(Extracted records)
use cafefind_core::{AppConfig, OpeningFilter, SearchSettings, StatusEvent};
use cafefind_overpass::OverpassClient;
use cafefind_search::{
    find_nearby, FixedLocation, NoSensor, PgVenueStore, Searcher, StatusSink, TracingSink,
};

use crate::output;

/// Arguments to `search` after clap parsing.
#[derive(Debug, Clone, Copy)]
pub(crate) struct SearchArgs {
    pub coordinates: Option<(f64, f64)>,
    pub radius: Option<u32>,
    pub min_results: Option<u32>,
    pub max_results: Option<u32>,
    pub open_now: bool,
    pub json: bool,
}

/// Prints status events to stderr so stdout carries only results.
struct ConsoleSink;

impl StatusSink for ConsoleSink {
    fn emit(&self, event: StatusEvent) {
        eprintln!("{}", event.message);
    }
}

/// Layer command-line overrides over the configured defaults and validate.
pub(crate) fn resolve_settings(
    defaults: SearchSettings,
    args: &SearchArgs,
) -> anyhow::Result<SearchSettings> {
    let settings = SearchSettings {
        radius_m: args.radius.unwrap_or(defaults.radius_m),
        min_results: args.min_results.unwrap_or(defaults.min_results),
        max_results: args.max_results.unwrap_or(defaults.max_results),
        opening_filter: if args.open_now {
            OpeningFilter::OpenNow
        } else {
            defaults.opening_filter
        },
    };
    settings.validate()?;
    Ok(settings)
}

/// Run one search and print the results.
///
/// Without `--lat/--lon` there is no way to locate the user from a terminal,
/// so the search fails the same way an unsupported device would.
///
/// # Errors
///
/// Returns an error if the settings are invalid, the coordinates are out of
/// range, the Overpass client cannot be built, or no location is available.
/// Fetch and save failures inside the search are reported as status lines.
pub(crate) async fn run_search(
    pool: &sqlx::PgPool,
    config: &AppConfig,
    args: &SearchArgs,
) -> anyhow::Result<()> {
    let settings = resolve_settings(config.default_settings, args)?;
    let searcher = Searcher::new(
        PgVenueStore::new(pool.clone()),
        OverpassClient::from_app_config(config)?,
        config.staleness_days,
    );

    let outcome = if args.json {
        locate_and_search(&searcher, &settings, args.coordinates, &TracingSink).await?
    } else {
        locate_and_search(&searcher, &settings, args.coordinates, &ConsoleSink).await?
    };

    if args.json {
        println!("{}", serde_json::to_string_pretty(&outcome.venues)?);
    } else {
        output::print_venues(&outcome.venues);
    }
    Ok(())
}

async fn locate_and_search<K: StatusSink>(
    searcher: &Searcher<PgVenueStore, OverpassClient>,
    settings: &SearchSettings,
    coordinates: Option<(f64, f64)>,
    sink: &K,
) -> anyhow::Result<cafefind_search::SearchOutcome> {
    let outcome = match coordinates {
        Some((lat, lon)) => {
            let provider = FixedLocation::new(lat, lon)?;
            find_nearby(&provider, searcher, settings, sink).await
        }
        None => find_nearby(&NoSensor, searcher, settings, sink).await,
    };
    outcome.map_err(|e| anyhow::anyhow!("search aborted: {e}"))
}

* * *

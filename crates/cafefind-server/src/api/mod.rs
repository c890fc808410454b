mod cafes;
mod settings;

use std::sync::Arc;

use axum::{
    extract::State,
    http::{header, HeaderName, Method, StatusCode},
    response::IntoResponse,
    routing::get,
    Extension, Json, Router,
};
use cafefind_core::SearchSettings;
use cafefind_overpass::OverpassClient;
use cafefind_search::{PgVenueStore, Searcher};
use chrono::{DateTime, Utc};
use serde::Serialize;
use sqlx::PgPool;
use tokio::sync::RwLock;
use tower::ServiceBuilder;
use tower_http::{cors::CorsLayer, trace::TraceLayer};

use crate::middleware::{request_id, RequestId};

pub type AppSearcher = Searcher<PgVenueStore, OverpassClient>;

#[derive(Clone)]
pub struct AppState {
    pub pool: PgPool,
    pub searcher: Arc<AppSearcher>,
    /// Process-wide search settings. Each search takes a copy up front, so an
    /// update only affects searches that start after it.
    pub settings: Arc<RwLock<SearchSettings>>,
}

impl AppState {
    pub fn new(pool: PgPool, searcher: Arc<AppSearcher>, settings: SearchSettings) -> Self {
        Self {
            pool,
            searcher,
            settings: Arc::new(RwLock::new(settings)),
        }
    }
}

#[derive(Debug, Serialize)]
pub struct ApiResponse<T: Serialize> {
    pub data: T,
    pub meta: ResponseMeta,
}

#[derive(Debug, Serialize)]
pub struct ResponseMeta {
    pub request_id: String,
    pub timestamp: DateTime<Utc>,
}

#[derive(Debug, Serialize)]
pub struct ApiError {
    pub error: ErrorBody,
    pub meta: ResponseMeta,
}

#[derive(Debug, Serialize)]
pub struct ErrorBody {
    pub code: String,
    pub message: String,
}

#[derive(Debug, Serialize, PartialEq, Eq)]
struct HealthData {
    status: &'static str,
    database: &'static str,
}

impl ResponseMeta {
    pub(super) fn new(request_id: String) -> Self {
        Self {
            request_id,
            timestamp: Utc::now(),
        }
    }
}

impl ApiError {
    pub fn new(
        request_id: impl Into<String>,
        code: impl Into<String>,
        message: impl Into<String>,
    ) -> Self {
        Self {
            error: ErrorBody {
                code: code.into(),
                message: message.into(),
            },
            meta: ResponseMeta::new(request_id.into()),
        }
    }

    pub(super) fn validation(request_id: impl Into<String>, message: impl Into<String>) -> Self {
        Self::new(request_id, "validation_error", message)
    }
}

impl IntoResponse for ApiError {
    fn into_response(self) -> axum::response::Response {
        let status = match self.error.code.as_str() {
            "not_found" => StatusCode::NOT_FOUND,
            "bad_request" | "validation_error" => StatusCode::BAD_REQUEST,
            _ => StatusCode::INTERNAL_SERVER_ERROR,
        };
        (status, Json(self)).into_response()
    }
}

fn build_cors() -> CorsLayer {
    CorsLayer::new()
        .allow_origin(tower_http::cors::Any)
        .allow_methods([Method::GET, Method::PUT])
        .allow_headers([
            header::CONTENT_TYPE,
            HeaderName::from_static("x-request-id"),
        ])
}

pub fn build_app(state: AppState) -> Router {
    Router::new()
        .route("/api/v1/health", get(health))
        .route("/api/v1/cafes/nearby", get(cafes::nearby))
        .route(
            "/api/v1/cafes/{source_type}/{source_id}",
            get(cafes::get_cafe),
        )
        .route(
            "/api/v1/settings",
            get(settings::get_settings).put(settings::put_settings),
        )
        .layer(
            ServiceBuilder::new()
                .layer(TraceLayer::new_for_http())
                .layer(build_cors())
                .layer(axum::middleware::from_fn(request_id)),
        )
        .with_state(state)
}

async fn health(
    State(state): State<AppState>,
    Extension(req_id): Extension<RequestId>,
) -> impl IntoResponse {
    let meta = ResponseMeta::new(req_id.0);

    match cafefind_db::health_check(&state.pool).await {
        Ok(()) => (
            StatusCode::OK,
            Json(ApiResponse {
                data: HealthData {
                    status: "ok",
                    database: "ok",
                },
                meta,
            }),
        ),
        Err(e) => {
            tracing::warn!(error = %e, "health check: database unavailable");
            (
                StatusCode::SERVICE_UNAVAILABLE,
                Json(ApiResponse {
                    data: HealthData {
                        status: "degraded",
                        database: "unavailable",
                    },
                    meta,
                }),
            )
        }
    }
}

> **Task statement**
Show all lines above holding the word "match".

> **Answer section**
    let outcome = match coordinates {
        let status = match self.error.code.as_str() {
    match cafefind_db::health_check(&state.pool).await {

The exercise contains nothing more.